• TI Thinks Resolved

Does TI support 2-bytes data format on matrix function?

Hi, all
On EVMK2H12, I used "cblas_sgemm" from Processor-SDK to calculate large matrix. I know the interface has been optimized based on OpenCL on 8 DSP cores. But the result is not satisfied according to performance requirement.

I've checked the performance for M=N=K=1000, it is 0.027s as same as TI said (www.ti.com/.../linear-algebra-libraries.page

However when the values are large such as M=10,N=200,000,K=30, it is 0.277s. Well, maybe this kind of calculation has reached the limit of performance for all DSP cores. So I think it could be improved if the input data format is short or fp16 (half precision float-point), which is 2 bytes length instead of 4 bytes like float.

Does anyone know if the SDK supports sgemm with 2 bytes data format? I didn't find anything by searching SDK manual and cblas.h. If not, is there any plan on this topic for TI?

BTW, I had used fp16 data format on matrix calculation based on NVIDIA platform, which improves performance significantly (NV supports fp16 in CUDA library)

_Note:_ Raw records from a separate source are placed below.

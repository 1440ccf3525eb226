//! SEC-002: open-port
//!
//! Internet-wide ingress on a non-sensitive port. Lower grade than SEC-001
//! but still worth review for anything that is not a public-facing service.

use super::{Rule, codes};
use crate::engine::context::RuleContext;
use crate::engine::descriptor::{MissingAttribute, ResourceDescriptor, ResourceType};
use crate::engine::types::{Category, Finding, Severity};

pub struct OpenPortRule;

impl Rule for OpenPortRule {
    fn code(&self) -> &'static str {
        codes::OPEN_PORT
    }

    fn name(&self) -> &'static str {
        "open-port"
    }

    fn category(&self) -> Category {
        Category::Security
    }

    fn default_severity(&self) -> Severity {
        Severity::Medium
    }

    fn resource_types(&self) -> &'static [ResourceType] {
        &[ResourceType::SecurityGroup]
    }

    fn required_attrs(&self) -> &'static [&'static str] {
        &["ingress"]
    }

    fn check(
        &self,
        resource: &ResourceDescriptor,
        ctx: &RuleContext,
    ) -> Result<Vec<Finding>, MissingAttribute> {
        let ingress = resource.require_ingress("ingress")?;

        let mut exposures = Vec::new();
        for rule in ingress.iter().filter(|r| r.public) {
            if rule.covers_all_ports() {
                continue; // SEC-003
            }
            // Ranges touching a sensitive port are SEC-001's concern.
            if ctx.sensitive_ports.iter().any(|p| rule.covers_port(*p)) {
                continue;
            }
            let range = match (rule.from_port, rule.to_port) {
                (Some(from), Some(to)) if from == to => format!("port {}", from),
                (Some(from), Some(to)) => format!("ports {}-{}", from, to),
                _ => "unspecified ports".to_string(),
            };
            exposures.push(format!("ingress {} on {}", rule.cidr, range));
        }

        if exposures.is_empty() {
            return Ok(Vec::new());
        }

        let mut finding = Finding::new(
            self.code(),
            resource.resource_type,
            resource.resource_id.clone(),
            self.default_severity(),
            self.category(),
            format!(
                "Security group '{}' allows unrestricted ingress",
                resource.resource_id
            ),
            "Confirm the service is meant to be public; otherwise restrict the source CIDR.",
        );
        for fact in exposures {
            finding = finding.with_rationale(fact);
        }
        Ok(vec![finding])
    }
}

Thanks very much for any help on this topic!

  • Hi Hao,

        I see that you got answers about Half data type on other forums.  C66 DSP on K2H evm does not have half multiplication support.

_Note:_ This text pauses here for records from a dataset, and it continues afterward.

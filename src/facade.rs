//! Orchestration facade: snapshot in, sorted report out.
//!
//! Each entry point is normalize -> evaluate -> aggregate with a different
//! rule or descriptor selection. All of them validate the context up front
//! and never talk to the network.

use log::info;

use crate::engine::aggregate::{Report, aggregate, merge};
use crate::engine::context::RuleContext;
use crate::engine::descriptor::{ResourceDescriptor, ResourceType};
use crate::engine::evaluate::evaluate_with_rules;
use crate::engine::rules::{all_rules, rules_in_categories};
use crate::engine::types::Category;
use crate::error::{CloudAuditError, Result};
use crate::normalize::{AccountSnapshot, normalize_snapshot};

/// Diagnose targets and the resource types each one covers.
const TARGETS: &[(&str, &[ResourceType])] = &[
    ("ec2", &[ResourceType::Instance, ResourceType::SecurityGroup]),
    ("s3", &[ResourceType::Bucket]),
    (
        "iam",
        &[
            ResourceType::User,
            ResourceType::Role,
            ResourceType::Policy,
            ResourceType::Account,
        ],
    ),
    (
        "network",
        &[
            ResourceType::SecurityGroup,
            ResourceType::ElasticIp,
            ResourceType::NatGateway,
        ],
    ),
    ("storage", &[ResourceType::Volume, ResourceType::Snapshot]),
    ("rds", &[ResourceType::RdsInstance]),
];

fn run_pass(
    descriptors: &[ResourceDescriptor],
    categories: &[Category],
    ctx: &RuleContext,
) -> Result<Report> {
    let rules = rules_in_categories(categories);
    let evaluation = evaluate_with_rules(descriptors, &rules, ctx)?;
    Ok(aggregate(evaluation, ctx))
}

/// Run the security and compliance rules over the whole snapshot.
pub fn audit_security(snapshot: &AccountSnapshot, ctx: &RuleContext) -> Result<Report> {
    ctx.validate()?;
    let descriptors = normalize_snapshot(snapshot, ctx);
    info!("security audit over {} resources", descriptors.len());
    run_pass(
        &descriptors,
        &[Category::Security, Category::Compliance],
        ctx,
    )
}

/// Run the cost rules over the whole snapshot.
pub fn optimize_costs(snapshot: &AccountSnapshot, ctx: &RuleContext) -> Result<Report> {
    ctx.validate()?;
    let descriptors = normalize_snapshot(snapshot, ctx);
    info!("cost pass over {} resources", descriptors.len());
    run_pass(&descriptors, &[Category::Cost], ctx)
}

/// Run every rule category against the resources behind one diagnose target.
///
/// An unknown target is an error, never a silently empty report.
pub fn diagnose_issue(
    snapshot: &AccountSnapshot,
    target: &str,
    ctx: &RuleContext,
) -> Result<Report> {
    ctx.validate()?;
    let types = TARGETS
        .iter()
        .find(|(name, _)| *name == target)
        .map(|(_, types)| *types)
        .ok_or_else(|| CloudAuditError::UnsupportedResourceType {
            requested: target.to_string(),
            supported: supported_targets().join(", "),
        })?;

    let descriptors: Vec<ResourceDescriptor> = normalize_snapshot(snapshot, ctx)
        .into_iter()
        .filter(|d| types.contains(&d.resource_type))
        .collect();
    info!(
        "diagnosing target '{}' over {} resources",
        target,
        descriptors.len()
    );
    let evaluation = evaluate_with_rules(&descriptors, &all_rules(), ctx)?;
    Ok(aggregate(evaluation, ctx))
}

/// Full account overview: the security and cost passes merged into one
/// report. Merging recomputes the summary, so nothing is counted twice.
pub fn account_overview(snapshot: &AccountSnapshot, ctx: &RuleContext) -> Result<Report> {
    let security = audit_security(snapshot, ctx)?;
    let costs = optimize_costs(snapshot, ctx)?;
    Ok(merge(vec![security, costs], ctx))
}

/// Names accepted by `diagnose_issue`.
pub fn supported_targets() -> Vec<&'static str> {
    TARGETS.iter().map(|(name, _)| *name).collect()
}
//! PERF-001: overloaded-instance
//!
//! Sustained high average CPU over the lookback window. The inverse of
//! COST-005, used mainly by the diagnose flow.

use super::{Rule, codes};
use crate::engine::context::RuleContext;
use crate::engine::descriptor::{MissingAttribute, ResourceDescriptor, ResourceType};
use crate::engine::types::{Category, Finding, Severity};

pub struct OverloadedInstanceRule;

impl Rule for OverloadedInstanceRule {
    fn code(&self) -> &'static str {
        codes::OVERLOADED_INSTANCE
    }

    fn name(&self) -> &'static str {
        "overloaded-instance"
    }

    fn category(&self) -> Category {
        Category::Performance
    }

    fn default_severity(&self) -> Severity {
        Severity::Medium
    }

    fn resource_types(&self) -> &'static [ResourceType] {
        &[ResourceType::Instance]
    }

    fn required_attrs(&self) -> &'static [&'static str] {
        &["state", "cpu_avg"]
    }

    fn check(
        &self,
        resource: &ResourceDescriptor,
        ctx: &RuleContext,
    ) -> Result<Vec<Finding>, MissingAttribute> {
        if resource.require_str("state")? != "running" {
            return Ok(Vec::new());
        }
        let cpu_avg = resource.require_float("cpu_avg")?;
        if cpu_avg <= ctx.high_cpu_threshold {
            return Ok(Vec::new());
        }

        let mut finding = Finding::new(
            self.code(),
            resource.resource_type,
            resource.resource_id.clone(),
            self.default_severity(),
            self.category(),
            format!(
                "Instance '{}' is running at sustained high CPU",
                resource.resource_id
            ),
            "Move to a larger instance class or scale the workload out.",
        )
        .with_rationale(format!(
            "average CPU {:.1}% exceeds the {:.1}% threshold",
            cpu_avg, ctx.high_cpu_threshold
        ));
        if let Some(cpu_max) = resource.float_opt("cpu_max") {
            finding = finding.with_rationale(format!("peak CPU {:.1}%", cpu_max));
        }
        Ok(vec![finding])
    }
}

        I want to comment on the performance numbers that you got on your particular problem size (M=10,N=200,000,K=30).  Have you tried to force computation to be dispatched to DSP.  See "TI_CBLAS_OFFLOAD" environment variable on this wiki page:


    I tested your problem size with our sgemm example shipped with OpenCL product (/usr/share/ti/examples/opencl/sgemm).  I got about 0.086s.  That's why I want to see if your particular matrix size is actually dispatched to the DSP side.  I know CBLAS has tuned some parameters to determine whether the computation should stay on ARM or be dispatched to DSP.  Maybe it didn't make the best decision for your matrix size.

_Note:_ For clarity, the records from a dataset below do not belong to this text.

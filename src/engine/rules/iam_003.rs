//! IAM-003: wildcard-resource
//!
//! An allow statement applying specific actions to Resource "*".

use super::{Rule, codes};
use crate::engine::context::RuleContext;
use crate::engine::descriptor::{MissingAttribute, ResourceDescriptor, ResourceType};
use crate::engine::types::{Category, Finding, Severity};

pub struct WildcardResourceRule;

impl Rule for WildcardResourceRule {
    fn code(&self) -> &'static str {
        codes::WILDCARD_RESOURCE
    }

    fn name(&self) -> &'static str {
        "wildcard-resource"
    }

    fn category(&self) -> Category {
        Category::Security
    }

    fn default_severity(&self) -> Severity {
        Severity::Medium
    }

    fn resource_types(&self) -> &'static [ResourceType] {
        &[ResourceType::Policy]
    }

    fn required_attrs(&self) -> &'static [&'static str] {
        &["statements"]
    }

    fn check(
        &self,
        resource: &ResourceDescriptor,
        _ctx: &RuleContext,
    ) -> Result<Vec<Finding>, MissingAttribute> {
        let statements = resource.require_statements("statements")?;

        let matched: Vec<String> = statements
            .iter()
            .filter(|s| s.is_allow() && s.has_wildcard_resource() && !s.has_wildcard_action())
            .map(|s| format!("{} allowed on Resource \"*\"", s.actions.join(", ")))
            .collect();

        if matched.is_empty() {
            return Ok(Vec::new());
        }

        let mut finding = Finding::new(
            self.code(),
            resource.resource_type,
            resource.resource_id.clone(),
            self.default_severity(),
            self.category(),
            format!(
                "Policy '{}' applies to every resource",
                resource.resource_id
            ),
            "Pin the statement to the ARNs the workload touches instead of Resource \"*\".",
        );
        for fact in matched {
            finding = finding.with_rationale(fact);
        }
        Ok(vec![finding])
    }
}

    sgemm# ./sgemm -M 10 -K 30 -N 200000
    C[10,200000] = alpha * A[10,30] * B[30,200000] + beta * C[10,200000], use col-ma
    jor storage
    alpha=1.000000, beta=0.000000
    
    Generating Input Data ...Complete
       8 DSPs: 1.393 Gflops (0.086138 s) 
       1 CPU : 1.159 Gflops (0.103579 s) with ATLAS library
    PASS!
    


    If you want to run sgemm example in our shipped OpenCL product installation, you need to apply the following patch and rebuild with "make clean; make".

    --- a/sgemm/sgemm.c
    +++ b/sgemm/sgemm.c
    @@ -74,7 +74,7 @@ void sgemm(
         int kCntPrev, nCntPrev, mCntPrev;
     #endif
         int innerIndex_m, innerIndex_n;
    -    int flagLastK, flagLastM, flagLastN;
    +    int flagLastK, flagLastM, flagLastN, flagLastMXfers, flagLastNXfers;
         float * restrict ptrA, * restrict ptrB, * restrict ptrC;
         float * restrict ptrASeg1, * restrict ptrASeg2;
         float * restrict ptrBSeg1, * restrict ptrBSeg2;
    @@ -185,8 +185,11 @@ void sgemm(
             {
                 mCnt = ((m-mIndex) < MPARTITION) ? (m-mIndex) : MPARTITION;
                 flagLastM = ((mIndex+MPARTITION)<m) ? 0 : 1;
    +            flagLastMXfers = ((mIndex+2*MPARTITION)<m) ? 0 : 1;
                 mCntNext = ((m-mIndex-MPARTITION) < MPARTITION) ?
                            (m-mIndex-MPARTITION) : MPARTITION;
    +            mCntNext = (mCntNext <= 0) ? (m < MPARTITION ? m : MPARTITION)
    +                                       :  mCntNext;
                 if(flagLastM) mCntNext = (m < MPARTITION) ? m : MPARTITION;
     
                 // bring in A into MSMC SRAM (a new parallel transfer)
    @@ -215,7 +218,7 @@ void sgemm(
                 {
                     if ((!flagLastM) || (!flagLastK))
                     {
    -                    if (mIndex == 0)
    +                    if (mIndex == 0 || flagLastMXfers)
                         {
     #if USE_EDMA
                             EdmaMgr_copy2D2DSep(chan0,
    @@ -280,7 +283,10 @@ void sgemm(
                 {
                     nCnt = ((n-nIndex) < NPARTITION) ? (n-nIndex) : NPARTITION;
                     nCntNext = ((n-nIndex-NPARTITION) < NPARTITION) ? (n-nIndex-NPARTITION) : NPARTITION;
    +                nCntNext = (nCntNext <= 0) ? (n < NPARTITION ? n : NPARTITION)
    +                                           : nCntNext;
                     flagLastN = ((nIndex+NPARTITION)<n) ? 0 : 1;
    +                flagLastNXfers = ((nIndex+2*NPARTITION)<n) ? 0 : 1;
                     if(flagLastN) nCntNext = (n < NPARTITION) ? n : NPARTITION;
     
                     // bring in B into L1 SRAM (a new parallel transfer)
    @@ -297,7 +303,7 @@ void sgemm(
                         nXferIndex = (!flagLastN) ? nXferIndex: kIndex;
                         nXferIndex = ((!flagLastN) || (!flagLastM)) ? nXferIndex: (kIndex+kCnt);
                         ptrB = (indexBNext == 0) ? ptrBSeg1: ptrBSeg2;
    -                    if (nIndex == 0)
    +                    if (nIndex == 0 || flagLastNXfers)
                         {
     #if USE_EDMA
                             EdmaMgr_copy2D2DSep(chan1,
    

  • In reply to Yuan Zhao:

    Hi. Yuan,

    Thanks so much for your effort on this topic!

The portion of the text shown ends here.